68 N.Y. 246 | NY | 1877
[EDITORS' NOTE: THIS PAGE CONTAINS HEADNOTES. HEADNOTES ARE NOT AN OFFICIAL PRODUCT OF THE COURT, THEREFORE THEY ARE NOT DISPLAYED.] *248 The appellants, Cossett and Higgins, were severally, and not jointly, the purchasers of several lots of ground in the city of New York, at a sale by auction under the decree of the court, of a portion of the real estate of which Valentine Mott, the testator of the respondents, died seized. Each refused to complete his purchase and accept the title offered, and applied to the court to be relieved from their contracts, and for a return of the moneys paid at the time of the sale. The plaintiffs and respondents made cross applications to compel them to accept the title and pay the purchase-money. The Supreme Court denied the applications of the appellants, and granted those of the respondents, and the purchasers bring their appeals to this court.
The objections to the title, except as to two lots formerly a part of the old Bloomingdale road, bought by Cossett, are common to both appellants. The lots last named were purchased separate from all the other lots bought by Cossett, and while a title in fee to the other parcels was put up and sold, the vendors in express terms offered for sale these lots "as forming the westerly half of the Bloomingdale road, then closed," and "the estate, right, title, and interest of the testator therein." This was stated and understood by Cossett at *250 the time of his purchase. The road had been closed pursuant to chapter 697, of the Laws of 1867, and the statute assumed to, and in terms did, vest the title to the fee of the road to the center in the owners in fee of the adjoining lands. The testator was the owner of the lands abutting on the west side of the road, and entered upon and took possession of the portion sold to the appellant Cossett, and his executors were in possession up to the time of the sale.
It does not appear that the title has been questioned, or that any adverse claim has been made to the lots. The title is apparently good and indefeasible, but whether it is or not is not material upon this appeal. The purchase Cossett will, under the deed to which he will be entitled, get precisely all that was offered to be sold, and for which he bid, and which he agreed to purchase, viz., all the estate, right, title and interest of Dr. Mott, the testator, to the lots named. The purchaser took the risk of the title, and was not misled or deceived in respect to it, but with full knowledge of the public statute under which the vendors made title, and of every circumstance affecting the title, entered into the contract of purchase, and cannot, upon any fact disclosed in the papers before us, be relieved from his undertaking. There was neither fraud, warranty or mistake in the sale or purchase, and he should perform the contract on his part.
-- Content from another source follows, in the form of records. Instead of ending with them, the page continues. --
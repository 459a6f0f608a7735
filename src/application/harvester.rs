//! End-to-end harvest orchestration
//!
//! Owns the session lifecycle and the pipeline sequence: navigate, wait
//! for initial content, load incrementally, extract every card, then
//! dedupe, filter, and truncate into the final record list. Only
//! navigation and session acquisition are fatal; everything past them
//! degrades per card or per field.

use std::collections::HashSet;
use std::time::Duration;

use thiserror::Error;
use tracing::{Instrument, debug, info, info_span, warn};
use uuid::Uuid;

use crate::application::extraction::FieldExtractor;
use crate::application::loader::IncrementalLoader;
use crate::domain::product::Product;
use crate::domain::selectors::initial_content_selector;
use crate::infrastructure::browser::BrowserSession;
use crate::infrastructure::page::{PageDriver, PageError};

/// Failures surfaced to the caller. Everything else is logged and
/// absorbed; a short or empty result is a legitimate outcome, whether the
/// site changed layout or simply has no inventory.
#[derive(Debug, Error)]
pub enum HarvestError {
    #[error("browser session unavailable")]
    SessionUnavailable(#[source] PageError),

    #[error("navigation to {url} failed")]
    NavigationFailed {
        url: String,
        #[source]
        source: PageError,
    },

    #[error("no catalog content appeared at {url}")]
    InitialContentTimeout {
        url: String,
        #[source]
        source: PageError,
    },
}

/// Tunables for one harvest run.
#[derive(Debug, Clone)]
pub struct HarvestConfig {
    /// Target record count; the result never exceeds it.
    pub min_items: usize,
    pub headless: bool,
    /// Bound on the initial content wait after navigation.
    pub initial_content_timeout: Duration,
    pub loader: IncrementalLoader,
}

impl Default for HarvestConfig {
    fn default() -> Self {
        Self {
            min_items: 1000,
            headless: true,
            initial_content_timeout: Duration::from_secs(30),
            loader: IncrementalLoader::default(),
        }
    }
}

/// The harvest orchestrator. One sequential pipeline per invocation; no
/// state survives across calls.
#[derive(Debug, Default)]
pub struct Harvester {
    config: HarvestConfig,
}

impl Harvester {
    pub fn new(config: HarvestConfig) -> Self {
        Self { config }
    }

    /// Harvest one listing page end to end. The browser session is scoped
    /// to this call and released on every exit path.
    pub async fn collect(&self, url: &str) -> Result<Vec<Product>, HarvestError> {
        let session_id = Uuid::new_v4();
        let span = info_span!("harvest", %session_id);
        async {
            info!(url, min_items = self.config.min_items, "starting harvest");
            let session = BrowserSession::launch(self.config.headless)
                .await
                .map_err(HarvestError::SessionUnavailable)?;

            let result = self.collect_with_page(session.driver(), url).await;
            session.close().await;
            result
        }
        .instrument(span)
        .await
    }

    /// The pipeline after session acquisition, runnable against any page
    /// implementation.
    pub async fn collect_with_page(
        &self,
        page: &dyn PageDriver,
        url: &str,
    ) -> Result<Vec<Product>, HarvestError> {
        page.navigate(url)
            .await
            .map_err(|source| HarvestError::NavigationFailed {
                url: url.to_string(),
                source,
            })?;

        page.wait_for_selector(
            &initial_content_selector(),
            self.config.initial_content_timeout,
        )
        .await
        .map_err(|source| HarvestError::InitialContentTimeout {
            url: url.to_string(),
            source,
        })?;

        let cards = self
            .config
            .loader
            .load_until(page, self.config.min_items)
            .await;
        info!(cards = cards.len(), "incremental loading finished");

        let base_url = match page.current_url().await {
            Ok(current) => current,
            Err(e) => {
                warn!(error = %e, "current url unavailable; resolving against the input url");
                url.to_string()
            }
        };

        let extractor = FieldExtractor::new();
        let mut products = Vec::new();
        let mut seen_codes: HashSet<String> = HashSet::new();
        let mut skipped_duplicates = 0usize;
        let mut skipped_nameless = 0usize;

        for (index, card) in cards.iter().enumerate() {
            let product = extractor.extract(card.as_ref(), &base_url).await;

            if let Some(code) = &product.product_code {
                if !seen_codes.insert(code.clone()) {
                    debug!(index, %code, "skipping duplicate product code");
                    skipped_duplicates += 1;
                    continue;
                }
            }
            if !product.has_name() {
                debug!(index, code = ?product.product_code, "card produced no name");
                skipped_nameless += 1;
                continue;
            }

            products.push(product);
            if products.len() >= self.config.min_items {
                break;
            }
        }

        info!(
            products = products.len(),
            unique_codes = seen_codes.len(),
            duplicates_skipped = skipped_duplicates,
            nameless_skipped = skipped_nameless,
            "extraction summary"
        );
        Ok(products)
    }
}

#[cfg(test)]
mod tests {
    use super::*;
    use crate::test_utils::{GrowthPlan, MockNode, MockPage};

    fn harvester(min_items: usize) -> Harvester {
        Harvester::new(HarvestConfig {
            min_items,
            initial_content_timeout: Duration::from_millis(50),
            loader: IncrementalLoader {
                stall_ceiling: 3,
                settle_interval: Duration::from_millis(1),
                quiescence_timeout: Duration::from_millis(1),
            },
            ..HarvestConfig::default()
        })
    }

    fn named_card(name: &str, code: &str) -> MockNode {
        MockNode::new()
            .with_attr("data-goodsno", code)
            .with_child("dt.prd-name", MockNode::new().with_text(name))
    }

    #[tokio::test]
    async fn duplicates_and_nameless_cards_are_excluded() {
        let page = MockPage::new("https://shop.example/list").with_nodes(
            "a.prd-item",
            vec![
                named_card("A", "X1"),
                named_card("B", "X1"),
                MockNode::new().with_attr("data-goodsno", "X2"),
            ],
        );

        let products = harvester(10)
            .collect_with_page(&page, "https://shop.example/list")
            .await
            .unwrap();

        assert_eq!(products.len(), 1);
        assert_eq!(products[0].name, "A");
        assert_eq!(products[0].product_code.as_deref(), Some("X1"));
    }

    #[tokio::test]
    async fn result_is_truncated_to_min_items() {
        // Grows by 50 per round without bound; the loader stops at the
        // threshold and the pipeline truncates to exactly that many.
        let page = MockPage::new("https://shop.example/list").with_growth(GrowthPlan {
            selector: "a.prd-item",
            start: 50,
            step: 50,
        });

        let products = harvester(1000)
            .collect_with_page(&page, "https://shop.example/list")
            .await
            .unwrap();

        assert_eq!(products.len(), 1000);
        let codes: HashSet<_> = products
            .iter()
            .filter_map(|p| p.product_code.clone())
            .collect();
        assert_eq!(codes.len(), 1000);
    }

    #[tokio::test]
    async fn exhausted_page_yields_short_result() {
        let page = MockPage::new("https://shop.example/list")
            .with_nodes("a.prd-item", vec![named_card("Only One", "Z9")]);

        let products = harvester(100)
            .collect_with_page(&page, "https://shop.example/list")
            .await
            .unwrap();

        assert_eq!(products.len(), 1);
    }

    #[tokio::test]
    async fn empty_page_times_out_as_fatal() {
        let page = MockPage::new("https://shop.example/list");

        let err = harvester(10)
            .collect_with_page(&page, "https://shop.example/list")
            .await
            .unwrap_err();
        assert!(matches!(err, HarvestError::InitialContentTimeout { .. }));
    }

    #[tokio::test]
    async fn navigation_failure_is_fatal() {
        let page = MockPage::new("https://shop.example/list").with_navigation_failure();

        let err = harvester(10)
            .collect_with_page(&page, "https://shop.example/list")
            .await
            .unwrap_err();
        assert!(matches!(err, HarvestError::NavigationFailed { .. }));
    }

    #[tokio::test]
    async fn codes_are_pairwise_distinct_and_bounded() {
        let page = MockPage::new("https://shop.example/list").with_nodes(
            "a.prd-item",
            vec![
                named_card("A", "K1"),
                named_card("B", "K2"),
                named_card("C", "K1"),
                named_card("D", "K3"),
            ],
        );

        let products = harvester(2)
            .collect_with_page(&page, "https://shop.example/list")
            .await
            .unwrap();

        assert!(products.len() <= 2);
        let codes: Vec<_> = products.iter().filter_map(|p| p.product_code.clone()).collect();
        let unique: HashSet<_> = codes.iter().cloned().collect();
        assert_eq!(codes.len(), unique.len());
    }
}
A more serious question is presented in respect to lots 6, 7, 8 and 9, bought by Cossett in one parcel, and all the lots sold to Higgins except lots 48 and 49. The lots, the title to which is disputed, are either wholly or in part within the exterior lines of a lane twenty feet in width, leading from the old Bloomingdale road west in the direction of the Hudson river, or were sold in the same parcel with lots partially or wholly within the boundaries of such lane. It is conceded that if the title to any part of the lands which were put up and sold as one parcel, although consisting of several distinct lots, is defective, the purchaser is not bound to accept and pay for any one of the lots included in the one sale. This necessarily follows from the fact that the lots were put up and *251 bought together, and the purchaser is entitled to his whole purchase. He cannot be compelled to take a conveyance of the lots to which a good title can be made, if the title of any embraced in the same purchase is defective. Non constant that he would have bought any if he could not have all, or that he would have given the same proportionate price for a part of the lots that he would pay for all. The contract for each parcel was an entirety, and if the plaintiffs and respondents cannot perform specificallyin toto, they cannot compel a performance in part. The title to all the lands came by several mesne conveyances from the heirs at law of Charles W. Apthorpe, who died in 1797. The title of Dr. Mott is made through two deeds from the heirs, the one of lands north of the lane to David M. Clarkson, bearing date October 15, 1799, and the other of lands south of the lane to Oliver Vanderbilt, bearing date February 28, 1800, and if by these deeds a title to the land within the boundary lines of the lane did not pass to the grantees respectively, each taking to the center of the lane, the vendors had no title to the fee unless a title had been acquired by adverse possession, which is not shown. If the grantees under those deeds took merely an easement in the lane as a private way of which they had the user in common with their grantors and their heirs and assigns, the objection to the title to the parcels affected by it must be sustained.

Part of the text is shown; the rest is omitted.